À six heures et demie (les lumières et la suspension étaient déjà allumées), on avait, au son de la marche de Tannhäuser, gravi l’escalier déjà usé par endroits. Quelques minutes auparavant il y avait eu discussion à propos de la présidence de la table. Quelques-uns avaient avancé le nom de Dubslav, parce qu’on attendait de lui du stimulant, et aussi par égard à la situation. Mais la majorité avait finalement refusé la présidence de Dubslav, tout à fait impensable puisque le chevalier von Alten-Friesack, malgré son grand âge, était venu voter ; le chevalier von Alten-Friesack, argumenta-t-on, était – à juste raison d’un certain point de vue – l’orgueil du comté, c’était en outre un phénomène unique en son genre, et qu’il sût parler ou non, cela n’avait aucune espèce d’importance quand il s’agissait d’une question de principe. Et puis, toute cette histoire de « savoir parler », quelle absurdité moderne ! Le simple fait que le vieil Alten-Friesack fût parmi eux avait beaucoup, beaucoup plus de poids qu’un discours, et sa grande croix de prébende2 n’honorait pas sa seule personne, mais toute la tablée.
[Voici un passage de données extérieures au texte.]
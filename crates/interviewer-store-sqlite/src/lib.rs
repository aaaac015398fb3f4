//! SQLite backend for the interviewer store.
//!
//! Wraps [`tokio_rusqlite`] so all database access runs on a dedicated thread
//! without blocking the async runtime. One [`SqliteStore`] implements every
//! repository trait from [`interviewer_core::store`].

mod encode;
mod schema;
mod store;

pub mod error;

pub use error::{Error, Result};
pub use store::SqliteStore;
Oh, bien sûr, certains parlaient de sa face d’idole et de sa laideur, mais cela non plus n’avait pas d’importance. Aujourd’hui que la plupart des gens ont une tête de coiffeur, c’était un véritable bain de jouvence que de rencontrer un visage que sa singularité rendait inclassable. Ce discours tenu avec insistance par le vieux Zühlen, malgré sa préférence pour Dubslav, avait été approuvé à l’unanimité, aussi le baron Beetz conduisit-il à la place d’honneur le vieil Alten-Friesack à face d’idole. Naturellement, il y eut de méchantes langues, Molchow en tête, qui chuchota à Katzler assis à côté de lui : « C’est une vraie chance, Katzler, que le vieux ait un grand vase de fleurs devant lui ; sans quoi, avec le veau en tortue – en admettant que ce genre de friandise soit prévu au programme –, je ne tiendrais pas le coup. »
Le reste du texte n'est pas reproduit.